Взволнованные, каждый от своих причин, мы долго шли молча по деревне. У околицы свернули в улочку, узкую, словно труба, - двум телегам не разъехаться. У ставней сбоку, как хвост у собаки, болтался железный болт, и хоть был большой праздник, а не убраны стояли то тут, то там корыта и валялись тряпье и битые черепки.
- Какая темнота! - сказала Вера. - Уж сколько раз выгорала деревня, а строят всё снова по-старому. Зато у батюшки целая полка книг по усовершенствованию деревянных построек. До бедных крестьян никому нет дела.
- Дайте срок, - возразил Михаил, - они сами возьмутся за ум, только б нам не зевать.

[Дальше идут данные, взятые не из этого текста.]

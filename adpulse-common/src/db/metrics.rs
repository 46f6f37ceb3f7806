//! Derived performance ratios
//!
//! Every ratio is rounded to four decimals and is exactly `0.0` when its
//! denominator is zero.

use serde::{Deserialize, Serialize};

/// `numerator / denominator`, or 0.0 for a zero denominator
pub fn calc_rate(numerator: f64, denominator: f64) -> f64 {
    if denominator == 0.0 {
        return 0.0;
    }
    round4(numerator / denominator)
}

/// Click-through rate
pub fn calc_ctr(clicks: i64, impressions: i64) -> f64 {
    calc_rate(clicks as f64, impressions as f64)
}

fn round4(value: f64) -> f64 {
    (value * 10_000.0).round() / 10_000.0
}

/// ctr / cpc / cpa / roas computed from summed metrics
#[derive(Debug, Clone, Copy, Default, PartialEq, Serialize, Deserialize)]
pub struct DerivedRatios {
    pub ctr: f64,
    pub cpc: f64,
    pub cpa: f64,
    pub roas: f64,
}

impl DerivedRatios {
    pub fn compute(impressions: i64, clicks: i64, spend: f64, conversions: i64, revenue: f64) -> Self {
        Self {
            ctr: calc_ctr(clicks, impressions),
            cpc: calc_rate(spend, clicks as f64),
            cpa: calc_rate(spend, conversions as f64),
            roas: calc_rate(revenue, spend),
        }
    }
}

Мне, конечно, не нравился их разговор. Мы проходили такими чудными лужайками, где уже голубели цветы и медовый одуванчик потряхивал золотой головкой. Я сорвал самый крупный, поднес его Вере и сказал:
- Тут, как в ромашке, стоит только сказать: "Поп, поп, выпусти собак", - черные козявки и вылезут.
Вера глянула на меня в упор своими светлыми, как у отца, глазами и с усмешкой сказала:
- Вы, Сержик, опоздали родиться; вам бы, правда, быть пастушком с картины Ватто.
В первый раз, что она мне говорила это с насмешкой; я это отнес за счет влияния Михаила и умолк.
Тропинка наша то терялась в оврагах, то растекалась в широких песках в одно с ними общее море,
Я глядел, как Вера ловила свой газовый шарф, сдуваемый ветром, глядел и не мог наглядеться на это лицо. Оно было необычайно. Будто не одно, а два лица - не слитые, а включенные друг в друга. В худощавом теле, подавшемся вперед, в узких покатых плечах, как на старинных портретах, была почти слащавая покорная женственность. Цвет лица, слишком белый, с неестественной розоватостью щек, придавал лицу нечто кукольное. Когда шла она, как сейчас, склонив голову с заложенными назад светлыми косами, приходила на память какая-то средневековая покорная жена. Вот держит она стремя рыцарю или, сидя за пяльцами, высматривает запоздавшего в кутежах властелина. Но вот, отвечая на какой-то вопрос Михаила, Вера подняла глаза. И в них показался иной ее облик. Глаза серые, твердые, с той же ястребиной хваткой, как у отца, с затаенной мыслью, которую - умрет, а не захочет - не выскажет.